Sono seduto accanto al mio compagno di cella, nessun pensiero per la mente. Le solite cose quotidiane, noiose.

A un certo punto la radio dice che il ministro degli Esteri egiziano si è rammaricato perché l’Unesco mi ha dato il premio per la libertà di stampa.

Provo due sentimenti: felicità e tristezza.

Sono felice che l’Unesco abbia avuto fiducia in me, che mi abbia dato il più grande premio al mondo per la libertà di stampa.

E sono triste perché i miei compatrioti, con cui condivido il colore della pelle, siano rammaricati di questo.

Purtroppo, a loro non basta mai. Mi hanno diffamato, degradato, definito un “criminale”, “un terrorista”, “uno al soldo del Qatar” anche se in realtà sono nato e cresciuto in Kuwait.

La mia professione non conosce il terrorismo e il crimine: consiste nel dare voce a chi non ha voce.

Lasciamo che il ministro degli Esteri ripeta quello che dice il ministro dell’Interno.

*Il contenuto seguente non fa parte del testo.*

//! Per-side workers.
//!
//! Each logical side processes messages on exactly one designated worker
//! (its main loop). Messages arrive on I/O threads; handlers move the
//! rest of their work onto the worker with
//! [`NetworkContext::enqueue_work`](crate::NetworkContext::enqueue_work).
//!
//! Two [`Executor`] implementations are provided:
//! - [`WorkQueue`] owns a dedicated thread that drains tasks as they come.
//! - [`TickQueue`] is bound to an existing thread that drains it from its
//!   own loop via [`TickQueue::run_pending`].
//!
//! Tasks submitted to one executor run in FIFO order. There is no
//! cancellation: dropping a [`WorkFuture`] does not stop its task.

use std::fmt;
use std::future::Future;
use std::panic::{catch_unwind, AssertUnwindSafe};
use std::pin::Pin;
use std::sync::{Arc, Mutex, PoisonError};
use std::task::{Context, Poll};
use std::thread::{self, JoinHandle, ThreadId};

use tokio::sync::{mpsc, oneshot};

use crate::direction::LogicalSide;
use crate::error::{panic_message, Error, Result};

/// A unit of work handed to a worker.
pub type Task = Box<dyn FnOnce() + Send + 'static>;

type Job = (Task, oneshot::Sender<Result<()>>);

/// A single-threaded task queue bound to one logical side.
pub trait Executor: Send + Sync {
    /// Whether the caller is running on this executor's thread.
    fn is_on_thread(&self) -> bool;

    /// Queue `task` for execution on the executor's thread.
    ///
    /// Never runs the task inline and never blocks the caller.
    fn execute(&self, task: Task) -> WorkFuture;
}

/// Run a task, converting a panic into [`Error::TaskPanicked`].
pub(crate) fn run_captured(task: Task) -> Result<()> {
    catch_unwind(AssertUnwindSafe(task)).map_err(|payload| {
        let message = panic_message(payload.as_ref());
        tracing::warn!("Enqueued task panicked: {}", message);
        Error::TaskPanicked(message)
    })
}

// =============================================================================
// WorkFuture
// =============================================================================

enum FutureState {
    Ready(Option<Result<()>>),
    Pending(oneshot::Receiver<Result<()>>),
}

/// Completion of an enqueued task.
///
/// Resolves to `Ok(())` when the task ran, [`Error::TaskPanicked`] when it
/// panicked and [`Error::WorkerShutdown`] when the worker went away first.
pub struct WorkFuture {
    state: FutureState,
}

impl WorkFuture {
    /// A future that is already complete.
    pub fn completed(result: Result<()>) -> Self {
        Self {
            state: FutureState::Ready(Some(result)),
        }
    }

    fn pending(rx: oneshot::Receiver<Result<()>>) -> Self {
        Self {
            state: FutureState::Pending(rx),
        }
    }

    /// Whether the future was complete at construction (the task ran inline
    /// or was rejected).
    pub fn is_ready(&self) -> bool {
        matches!(self.state, FutureState::Ready(Some(_)))
    }

    /// Block the current thread until the task has finished.
    ///
    /// # Panics
    ///
    /// Panics when called from within an asynchronous execution context;
    /// `.await` the future there instead.
    pub fn wait(self) -> Result<()> {
        match self.state {
            FutureState::Ready(result) => result.unwrap_or(Ok(())),
            FutureState::Pending(rx) => rx.blocking_recv().unwrap_or(Err(Error::WorkerShutdown)),
        }
    }
}

impl Future for WorkFuture {
    type Output = Result<()>;

    fn poll(self: Pin<&mut Self>, cx: &mut Context<'_>) -> Poll<Self::Output> {
        match &mut self.get_mut().state {
            FutureState::Ready(result) => Poll::Ready(result.take().unwrap_or(Ok(()))),
            FutureState::Pending(rx) => Pin::new(rx)
                .poll(cx)
                .map(|r| r.unwrap_or(Err(Error::WorkerShutdown))),
        }
    }
}

impl fmt::Debug for WorkFuture {
    fn fmt(&self, f: &mut fmt::Formatter<'_>) -> fmt::Result {
        f.debug_struct("WorkFuture")
            .field("ready", &self.is_ready())
            .finish()
    }
}

// =============================================================================
// WorkQueue - dedicated thread
// =============================================================================

/// Executor backed by a dedicated, named OS thread.
pub struct WorkQueue {
    name: String,
    thread_id: ThreadId,
    tx: Mutex<Option<mpsc::UnboundedSender<Job>>>,
    handle: Mutex<Option<JoinHandle<()>>>,
}

impl WorkQueue {
    /// Spawn the worker thread.
    pub fn spawn(name: impl Into<String>) -> Result<Arc<Self>> {
        let name = name.into();
        let (tx, rx) = mpsc::unbounded_channel();

        let thread_name = name.clone();
        let handle = thread::Builder::new()
            .name(name.clone())
            .spawn(move || worker_loop(thread_name, rx))?;

        tracing::debug!("Spawned work queue {}", name);

        Ok(Arc::new(Self {
            name,
            thread_id: handle.thread().id(),
            tx: Mutex::new(Some(tx)),
            handle: Mutex::new(Some(handle)),
        }))
    }

    pub fn name(&self) -> &str {
        &self.name
    }

    /// Stop accepting tasks, let queued tasks finish, and join the thread.
    ///
    /// Called from the worker itself this only stops intake.
    pub fn shutdown(&self) {
        self.tx.lock().unwrap_or_else(PoisonError::into_inner).take();

        if self.is_on_thread() {
            return;
        }
        let handle = self
            .handle
            .lock()
            .unwrap_or_else(PoisonError::into_inner)
            .take();
        if let Some(handle) = handle {
            if handle.join().is_err() {
                tracing::error!("Work queue {} thread panicked", self.name);
            }
        }
    }
}

fn worker_loop(name: String, mut rx: mpsc::UnboundedReceiver<Job>) {
    while let Some((task, reply)) = rx.blocking_recv() {
        let _ = reply.send(run_captured(task));
    }
    tracing::debug!("Work queue {} stopped", name);
}

impl Executor for WorkQueue {
    fn is_on_thread(&self) -> bool {
        thread::current().id() == self.thread_id
    }

    fn execute(&self, task: Task) -> WorkFuture {
        let guard = self.tx.lock().unwrap_or_else(PoisonError::into_inner);
        let tx = match guard.as_ref() {
            Some(tx) => tx,
            None => return WorkFuture::completed(Err(Error::WorkerShutdown)),
        };

        let (reply_tx, reply_rx) = oneshot::channel();
        if tx.send((task, reply_tx)).is_err() {
            return WorkFuture::completed(Err(Error::WorkerShutdown));
        }
        WorkFuture::pending(reply_rx)
    }
}

impl Drop for WorkQueue {
    fn drop(&mut self) {
        self.shutdown();
    }
}

impl fmt::Debug for WorkQueue {
    fn fmt(&self, f: &mut fmt::Formatter<'_>) -> fmt::Result {
        f.debug_struct("WorkQueue")
            .field("name", &self.name)
            .field("thread_id", &self.thread_id)
            .finish()
    }
}

// =============================================================================
// TickQueue - drained by an existing loop
// =============================================================================

/// Executor drained by its owning thread, once per tick.
pub struct TickQueue {
    thread_id: ThreadId,
    tx: mpsc::UnboundedSender<Job>,
    rx: Mutex<mpsc::UnboundedReceiver<Job>>,
}

impl TickQueue {
    /// Create a queue owned by the calling thread.
    pub fn for_current_thread() -> Arc<Self> {
        let (tx, rx) = mpsc::unbounded_channel();
        Arc::new(Self {
            thread_id: thread::current().id(),
            tx,
            rx: Mutex::new(rx),
        })
    }

    /// Run every task queued so far. Returns how many ran.
    ///
    /// Only the owning thread drains the queue; other callers get 0.
    pub fn run_pending(&self) -> usize {
        if !self.is_on_thread() {
            tracing::warn!("TickQueue drained from a foreign thread; ignoring");
            return 0;
        }

        let mut ran = 0;
        loop {
            let job = self
                .rx
                .lock()
                .unwrap_or_else(PoisonError::into_inner)
                .try_recv();
            match job {
                Ok((task, reply)) => {
                    let _ = reply.send(run_captured(task));
                    ran += 1;
                }
                Err(_) => return ran,
            }
        }
    }
}

impl Executor for TickQueue {
    fn is_on_thread(&self) -> bool {
        thread::current().id() == self.thread_id
    }

    fn execute(&self, task: Task) -> WorkFuture {
        let (reply_tx, reply_rx) = oneshot::channel();
        if self.tx.send((task, reply_tx)).is_err() {
            return WorkFuture::completed(Err(Error::WorkerShutdown));
        }
        WorkFuture::pending(reply_rx)
    }
}

impl fmt::Debug for TickQueue {
    fn fmt(&self, f: &mut fmt::Formatter<'_>) -> fmt::Result {
        f.debug_struct("TickQueue")
            .field("thread_id", &self.thread_id)
            .finish()
    }
}

// =============================================================================
// WorkQueues - lookup by side
// =============================================================================

/// The designated executor of each logical side.
///
/// Either side may be absent (a dedicated server has no client worker).
#[derive(Clone, Default)]
pub struct WorkQueues {
    server: Option<Arc<dyn Executor>>,
    client: Option<Arc<dyn Executor>>,
}

impl WorkQueues {
    pub fn new() -> Self {
        Self::default()
    }

    pub fn with_server(mut self, executor: Arc<dyn Executor>) -> Self {
        self.server = Some(executor);
        self
    }

    pub fn with_client(mut self, executor: Arc<dyn Executor>) -> Self {
        self.client = Some(executor);
        self
    }

    pub fn get(&self, side: LogicalSide) -> Option<&Arc<dyn Executor>> {
        match side {
            LogicalSide::Server => self.server.as_ref(),
            LogicalSide::Client => self.client.as_ref(),
        }
    }
}

impl fmt::Debug for WorkQueues {
    fn fmt(&self, f: &mut fmt::Formatter<'_>) -> fmt::Result {
        f.debug_struct("WorkQueues")
            .field("server", &self.server.is_some())
            .field("client", &self.client.is_some())
            .finish()
    }
}
//! Frame buffer for accumulating partial reads.
//!
//! Uses `bytes::BytesMut` for zero-copy buffer management.
//! Implements a state machine for handling fragmented frames:
//! - `WaitingForHeader`: Need at least 11 bytes
//! - `WaitingForBody`: Header parsed, need channel name + payload bytes
//!
//! # Example
//!
//! ```ignore
//! use sidenet::protocol::FrameBuffer;
//!
//! let mut buffer = FrameBuffer::new();
//!
//! // Data arrives in chunks from the socket
//! let frames = buffer.push(&chunk)?;
//!
//! for frame in frames {
//!     println!("Got frame on channel {:?}", frame.channel);
//! }
//! ```

use bytes::BytesMut;

use super::wire_format::{Header, DEFAULT_MAX_PAYLOAD_SIZE, HEADER_SIZE};
use super::Frame;
use crate::bus::ChannelName;
use crate::error::{Error, Result};

/// State machine for frame parsing.
#[derive(Debug, Clone)]
enum State {
    /// Waiting for complete header (need 11 bytes).
    WaitingForHeader,
    /// Header parsed and validated, waiting for the body.
    WaitingForBody { header: Header },
}

/// Buffer for accumulating incoming bytes and extracting complete frames.
///
/// Every header is validated before its body is awaited, so an oversized
/// or malformed frame fails fast instead of being buffered.
#[derive(Debug)]
pub struct FrameBuffer {
    buffer: BytesMut,
    state: State,
    max_payload_size: u32,
}

impl FrameBuffer {
    /// Create a new frame buffer with default settings.
    ///
    /// Default capacity: 64KB, max payload: 1MB.
    pub fn new() -> Self {
        Self::with_max_payload(DEFAULT_MAX_PAYLOAD_SIZE)
    }

    /// Create a new frame buffer with custom max payload size.
    pub fn with_max_payload(max_payload_size: u32) -> Self {
        Self {
            buffer: BytesMut::with_capacity(64 * 1024),
            state: State::WaitingForHeader,
            max_payload_size,
        }
    }

    /// Push data into the buffer and extract all complete frames.
    ///
    /// Returns a vector of complete frames (may be empty if still waiting
    /// for data). Partial data is kept for the next push.
    ///
    /// # Errors
    ///
    /// Returns a protocol error if a header fails validation or a channel
    /// name is malformed. The buffer should be discarded afterwards.
    pub fn push(&mut self, data: &[u8]) -> Result<Vec<Frame>> {
        self.buffer.extend_from_slice(data);

        let mut frames = Vec::new();
        while let Some(frame) = self.try_extract_one()? {
            frames.push(frame);
        }

        Ok(frames)
    }

    fn try_extract_one(&mut self) -> Result<Option<Frame>> {
        loop {
            match &self.state {
                State::WaitingForHeader => {
                    let header = match Header::decode(&self.buffer) {
                        Some(h) => h,
                        None => return Ok(None),
                    };
                    header.validate(self.max_payload_size)?;

                    let _ = self.buffer.split_to(HEADER_SIZE);
                    self.state = State::WaitingForBody { header };
                }

                State::WaitingForBody { header } => {
                    let header = *header;
                    if self.buffer.len() < header.body_len() {
                        return Ok(None);
                    }

                    let channel_bytes = self.buffer.split_to(header.channel_len as usize);
                    let payload = self.buffer.split_to(header.payload_length as usize).freeze();
                    self.state = State::WaitingForHeader;

                    let channel = if channel_bytes.is_empty() {
                        None
                    } else {
                        Some(parse_channel(&channel_bytes)?)
                    };

                    return Ok(Some(Frame::new(header, channel, payload)));
                }
            }
        }
    }

    /// Get the number of buffered bytes.
    pub fn len(&self) -> usize {
        self.buffer.len()
    }

    pub fn is_empty(&self) -> bool {
        self.buffer.is_empty()
    }

    /// Clear the buffer and reset state.
    pub fn clear(&mut self) {
        self.buffer.clear();
        self.state = State::WaitingForHeader;
    }

    #[cfg(test)]
    fn state_name(&self) -> &'static str {
        match &self.state {
            State::WaitingForHeader => "WaitingForHeader",
            State::WaitingForBody { .. } => "WaitingForBody",
        }
    }
}

impl Default for FrameBuffer {
    fn default() -> Self {
        Self::new()
    }
}

fn parse_channel(bytes: &[u8]) -> Result<ChannelName> {
    let text = std::str::from_utf8(bytes)
        .map_err(|_| Error::Protocol("Channel name is not valid UTF-8".to_string()))?;
    text.parse()
}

Alcuni cantano, altri suonano. Va così.

Distorsioni!

 

Ma come?

Non basta la legge a regolare le nostre relazioni e le nostre vite?

Dato che io per la legge sono innocente – e questo è un principio: l’imputato è innocente fino a quando non si dimostra che è colpevole – come mai le autorità mi giudicano prima del processo?

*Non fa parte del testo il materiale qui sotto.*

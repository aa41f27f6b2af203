//! Protocol module - wire format, framing, and frame types.
//!
//! This module implements the binary framing used by connections:
//! - 11-byte header encoding/decoding
//! - Frame buffer for accumulating partial reads
//! - Frame struct with typed accessors and control-frame builders

mod frame;
mod frame_buffer;
mod wire_format;

pub use frame::Frame;
pub use frame_buffer::FrameBuffer;
pub use wire_format::{
    flags, Header, DEFAULT_MAX_PAYLOAD_SIZE, HEADER_SIZE, MAX_CHANNEL_NAME_LEN, NO_LOGIN_INDEX,
};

E se alla fine venissi assolto? Oppure il loro è un passo preventivo per influenzare la decisione del tribunale?

Buio.

E ingiustizia!

 

Come può uno stato – o un “quasi stato”, come sostiene il presidente – pretendere che la legge sia rispettata quando è il primo a violarla?

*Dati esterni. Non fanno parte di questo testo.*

//! Dedicated writer task for outbound frames.
//!
//! Every connection owns one writer task that receives frames via an mpsc
//! channel, so handlers on any thread can send without sharing a lock on
//! the stream, and ready frames are batched into vectored writes.
//!
//! ```text
//! Handler 1 ─┐
//! Handler 2 ─┼─► mpsc::Sender<OutboundFrame> ─► Writer Task ─► Stream
//! Handler N ─┘
//! ```

use std::io::IoSlice;
use std::sync::atomic::{AtomicUsize, Ordering};
use std::sync::Arc;
use std::time::{Duration, Instant};

use bytes::Bytes;
use serde::{Deserialize, Serialize};
use tokio::io::{AsyncWrite, AsyncWriteExt};
use tokio::sync::mpsc;
use tokio::task::JoinHandle;

use crate::error::{Error, Result};
use crate::protocol::{Frame, HEADER_SIZE};

/// Default maximum pending frames before backpressure kicks in.
pub const DEFAULT_MAX_PENDING_FRAMES: usize = 1024;

/// Default channel capacity.
pub const DEFAULT_CHANNEL_CAPACITY: usize = 1024;

/// Default backpressure timeout in milliseconds.
pub const DEFAULT_BACKPRESSURE_TIMEOUT_MS: u64 = 5_000;

/// Maximum frames to batch in a single write operation.
const MAX_BATCH_SIZE: usize = 64;

/// A frame ready to be written to the stream.
#[derive(Debug)]
pub struct OutboundFrame {
    /// Pre-encoded header.
    pub header: [u8; HEADER_SIZE],
    /// Channel name bytes (empty for control frames).
    pub channel: Bytes,
    /// Payload bytes.
    pub payload: Bytes,
}

impl OutboundFrame {
    #[inline]
    pub fn new(frame: &Frame) -> Self {
        Self {
            header: frame.header.encode(),
            channel: Bytes::copy_from_slice(frame.channel_bytes()),
            payload: frame.payload_bytes(),
        }
    }

    /// Header, channel and payload in wire order.
    #[inline]
    fn parts(&self) -> [&[u8]; 3] {
        [&self.header, &self.channel, &self.payload]
    }

    /// Total encoded size.
    #[inline]
    pub fn size(&self) -> usize {
        HEADER_SIZE + self.channel.len() + self.payload.len()
    }
}

impl From<&Frame> for OutboundFrame {
    fn from(frame: &Frame) -> Self {
        Self::new(frame)
    }
}

/// Configuration for the writer task.
#[derive(Debug, Clone, PartialEq, Eq, Serialize, Deserialize)]
#[serde(default)]
pub struct WriterConfig {
    /// Maximum pending frames before backpressure kicks in.
    pub max_pending_frames: usize,
    /// Channel capacity for the frame queue.
    pub channel_capacity: usize,
    /// How long [`WriterHandle::send`] waits for backpressure to clear.
    pub backpressure_timeout_ms: u64,
}

impl WriterConfig {
    #[inline]
    pub fn backpressure_timeout(&self) -> Duration {
        Duration::from_millis(self.backpressure_timeout_ms)
    }
}

impl Default for WriterConfig {
    fn default() -> Self {
        Self {
            max_pending_frames: DEFAULT_MAX_PENDING_FRAMES,
            channel_capacity: DEFAULT_CHANNEL_CAPACITY,
            backpressure_timeout_ms: DEFAULT_BACKPRESSURE_TIMEOUT_MS,
        }
    }
}

/// Handle for sending frames to the writer task.
#[derive(Clone)]
pub struct WriterHandle {
    tx: mpsc::Sender<OutboundFrame>,
    pending: Arc<AtomicUsize>,
    max_pending: usize,
    timeout: Duration,
}

impl WriterHandle {
    fn new(tx: mpsc::Sender<OutboundFrame>, pending: Arc<AtomicUsize>, max_pending: usize, timeout: Duration) -> Self {
        Self {
            tx,
            pending,
            max_pending,
            timeout,
        }
    }

    /// Send a frame to the writer task.
    ///
    /// Waits while backpressure is active, timing out after the configured
    /// duration.
    pub async fn send(&self, frame: OutboundFrame) -> Result<()> {
        if self.pending.load(Ordering::Acquire) >= self.max_pending {
            self.wait_for_backpressure().await?;
        }

        // Increment pending count BEFORE sending
        self.pending.fetch_add(1, Ordering::AcqRel);

        self.tx.send(frame).await.map_err(|_| {
            self.pending.fetch_sub(1, Ordering::Release);
            Error::ConnectionClosed
        })
    }

    async fn wait_for_backpressure(&self) -> Result<()> {
        let start = Instant::now();
        let check_interval = Duration::from_micros(100);

        loop {
            if self.pending.load(Ordering::Acquire) < self.max_pending {
                return Ok(());
            }

            if start.elapsed() > self.timeout {
                return Err(Error::BackpressureTimeout);
            }

            tokio::time::sleep(check_interval).await;
        }
    }

    #[inline]
    pub fn is_backpressure_active(&self) -> bool {
        self.pending.load(Ordering::Acquire) >= self.max_pending
    }

    #[inline]
    pub fn pending_count(&self) -> usize {
        self.pending.load(Ordering::Acquire)
    }

    /// Send a frame without waiting.
    ///
    /// Returns [`Error::Backpressure`] immediately if at capacity and
    /// [`Error::ConnectionClosed`] if the writer task has stopped.
    pub fn try_send(&self, frame: OutboundFrame) -> Result<()> {
        if self.pending.load(Ordering::Acquire) >= self.max_pending {
            return Err(Error::Backpressure);
        }

        self.pending.fetch_add(1, Ordering::AcqRel);

        self.tx.try_send(frame).map_err(|e| {
            self.pending.fetch_sub(1, Ordering::Release);
            match e {
                mpsc::error::TrySendError::Full(_) => Error::Backpressure,
                mpsc::error::TrySendError::Closed(_) => Error::ConnectionClosed,
            }
        })
    }

    /// Whether the writer task has stopped receiving.
    #[inline]
    pub fn is_closed(&self) -> bool {
        self.tx.is_closed()
    }
}

/// Spawn the writer task and return a handle for sending frames.
///
/// The task ends once every handle is dropped; it then drains queued
/// frames and shuts the stream down.
pub fn spawn_writer_task<W>(writer: W, config: &WriterConfig) -> (WriterHandle, JoinHandle<Result<()>>)
where
    W: AsyncWrite + Unpin + Send + 'static,
{
    let (tx, rx) = mpsc::channel(config.channel_capacity.max(1));
    let pending = Arc::new(AtomicUsize::new(0));

    let handle = WriterHandle::new(
        tx,
        pending.clone(),
        config.max_pending_frames,
        config.backpressure_timeout(),
    );

    let task = tokio::spawn(writer_loop(rx, writer, pending));

    (handle, task)
}

/// Receives frames and writes them to the stream in batches.
async fn writer_loop<W>(mut rx: mpsc::Receiver<OutboundFrame>, mut writer: W, pending: Arc<AtomicUsize>) -> Result<()>
where
    W: AsyncWrite + Unpin,
{
    while let Some(first) = rx.recv().await {
        let mut batch = Vec::with_capacity(MAX_BATCH_SIZE);
        batch.push(first);

        while batch.len() < MAX_BATCH_SIZE {
            match rx.try_recv() {
                Ok(frame) => batch.push(frame),
                Err(_) => break,
            }
        }

        let batch_size = batch.len();
        if let Err(e) = write_batch(&mut writer, &batch).await {
            tracing::error!("Writer failed: {}", e);
            return Err(e);
        }

        pending.fetch_sub(batch_size, Ordering::Release);
    }

    // All handles dropped
    tracing::debug!("Writer channel closed, shutting stream down");
    let _ = writer.shutdown().await;
    Ok(())
}

/// Write a batch of frames using vectored I/O.
async fn write_batch<W>(writer: &mut W, batch: &[OutboundFrame]) -> Result<()>
where
    W: AsyncWrite + Unpin,
{
    if batch.is_empty() {
        return Ok(());
    }

    let total_size: usize = batch.iter().map(|f| f.size()).sum();
    let mut total_written = 0;

    while total_written < total_size {
        let slices = build_remaining_slices(batch, total_written);
        if slices.is_empty() {
            break;
        }

        let written = writer.write_vectored(&slices).await?;
        if written == 0 {
            return Err(Error::Io(std::io::Error::new(
                std::io::ErrorKind::WriteZero,
                "write_vectored returned 0",
            )));
        }

        total_written += written;
    }

    writer.flush().await?;
    Ok(())
}

/// Build IoSlice array for the data left after writing `skip_bytes`.
fn build_remaining_slices(batch: &[OutboundFrame], skip_bytes: usize) -> Vec<IoSlice<'_>> {
    let mut slices = Vec::with_capacity(batch.len() * 3);
    let mut offset = 0;

    for frame in batch {
        for part in frame.parts() {
            if part.is_empty() {
                continue;
            }
            let end = offset + part.len();
            if skip_bytes < end {
                let start = skip_bytes.saturating_sub(offset);
                slices.push(IoSlice::new(&part[start..]));
            }
            offset = end;
        }
    }

    slices
}

#[cfg(test)]
mod tests {
    use super::*;
    use crate::direction::Direction;
    use crate::protocol::FrameBuffer;
    use std::io::Cursor;
    use tokio::io::{duplex, AsyncReadExt};

    fn play(payload: &'static [u8]) -> OutboundFrame {
        let frame = Frame::play(Direction::ToServer, "demo:main".parse().unwrap(), Bytes::from_static(payload));
        OutboundFrame::new(&frame)
    }

    #[test]
    fn test_outbound_frame_size() {
        let frame = play(b"hello");

        assert_eq!(frame.channel.as_ref(), b"demo:main");
        assert_eq!(frame.size(), HEADER_SIZE + 9 + 5);
    }

    #[test]
    fn test_outbound_control_frame_has_no_channel() {
        let frame = OutboundFrame::new(&Frame::login_complete());
        assert!(frame.channel.is_empty());
        assert_eq!(frame.size(), HEADER_SIZE);
    }

    #[test]
    fn test_writer_config_default() {
        let config = WriterConfig::default();
        assert_eq!(config.max_pending_frames, DEFAULT_MAX_PENDING_FRAMES);
        assert_eq!(config.channel_capacity, DEFAULT_CHANNEL_CAPACITY);
        assert_eq!(config.backpressure_timeout(), Duration::from_secs(5));
    }

    #[tokio::test]
    async fn test_writer_handle_send() {
        let (client, mut server) = duplex(4096);
        let (handle, _task) = spawn_writer_task(client, &WriterConfig::default());

        handle.send(play(b"hello")).await.unwrap();

        let mut buf = vec![0u8; HEADER_SIZE + 14];
        server.read_exact(&mut buf).await.unwrap();

        let frames = FrameBuffer::new().push(&buf).unwrap();
        assert_eq!(frames.len(), 1);
        assert_eq!(frames[0].payload(), b"hello");
    }

    #[tokio::test]
    async fn test_writer_batching() {
        let (client, mut server) = duplex(8192);
        let (handle, _task) = spawn_writer_task(client, &WriterConfig::default());

        for _ in 0..10 {
            handle.send(play(b"tick")).await.unwrap();
        }

        let frame_size = HEADER_SIZE + 9 + 4;
        let mut buf = vec![0u8; 10 * frame_size];
        server.read_exact(&mut buf).await.unwrap();

        let frames = FrameBuffer::new().push(&buf).unwrap();
        assert_eq!(frames.len(), 10);
    }

    #[tokio::test]
    async fn test_try_send_at_capacity() {
        let (tx, _rx) = mpsc::channel::<OutboundFrame>(10);
        let pending = Arc::new(AtomicUsize::new(100));
        let handle = WriterHandle::new(tx, pending, 100, Duration::from_secs(1));

        assert!(handle.is_backpressure_active());
        assert!(matches!(handle.try_send(play(b"")), Err(Error::Backpressure)));
    }

    #[tokio::test]
    async fn test_try_send_after_writer_stopped() {
        let (tx, rx) = mpsc::channel::<OutboundFrame>(10);
        drop(rx);
        let handle = WriterHandle::new(tx, Arc::new(AtomicUsize::new(0)), 100, Duration::from_secs(1));

        assert!(matches!(handle.try_send(play(b"x")), Err(Error::ConnectionClosed)));
        assert_eq!(handle.pending_count(), 0);
        assert!(handle.is_closed());
    }

    #[tokio::test]
    async fn test_send_times_out_under_backpressure() {
        let (tx, _rx) = mpsc::channel::<OutboundFrame>(10);
        let handle = WriterHandle::new(tx, Arc::new(AtomicUsize::new(5)), 5, Duration::from_millis(20));

        let result = handle.send(play(b"x")).await;
        assert!(matches!(result, Err(Error::BackpressureTimeout)));
    }

    #[test]
    fn test_build_remaining_slices_no_skip() {
        let batch = vec![play(b"hello")];
        let slices = build_remaining_slices(&batch, 0);
        assert_eq!(slices.len(), 3);
    }

    #[test]
    fn test_build_remaining_slices_partial_channel() {
        let batch = vec![play(b"hello")];

        let slices = build_remaining_slices(&batch, HEADER_SIZE + 4);
        assert_eq!(slices.len(), 2);
        assert_eq!(&*slices[0], b":main");
        assert_eq!(&*slices[1], b"hello");
    }

    #[test]
    fn test_build_remaining_slices_skips_empty_parts() {
        let batch = vec![OutboundFrame::new(&Frame::login_complete()), play(b"")];

        let slices = build_remaining_slices(&batch, 0);
        // header, then header + channel
        assert_eq!(slices.len(), 3);
    }

    #[tokio::test]
    async fn test_write_batch_multiple() {
        let mut buf = Cursor::new(Vec::new());
        let batch: Vec<_> = (0..5).map(|_| play(b"abc")).collect();

        write_batch(&mut buf, &batch).await.unwrap();

        let written = buf.into_inner();
        assert_eq!(written.len(), 5 * (HEADER_SIZE + 9 + 3));
    }

    #[tokio::test]
    async fn test_writer_shutdown_on_handle_drop() {
        let (client, mut server) = duplex(4096);
        let (handle, task) = spawn_writer_task(client, &WriterConfig::default());

        drop(handle);

        assert!(task.await.unwrap().is_ok());
        let mut buf = [0u8; 1];
        assert_eq!(server.read(&mut buf).await.unwrap(), 0);
    }
}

Perché i miei colleghi giornalisti ripetono quello che le autorità dicono di me, anche se un mese fa il Sindacato dei giornalisti mi ha premiato?

Contraddizioni!

 

Voglio ringraziare la direttrice generale dell’Unesco, Audrey Azoulay, che originariamente era una fotografa, e il segretario dell’organizzazione per avermi premiato.

Desidero estendere i ringraziamenti anche all’International Press Institute per avermi candidato al premio.

Così come ringrazio i miei mentori e i miei colleghi che mi sostengono e che credono alla mia innocenza sin dal giorno del mio arresto.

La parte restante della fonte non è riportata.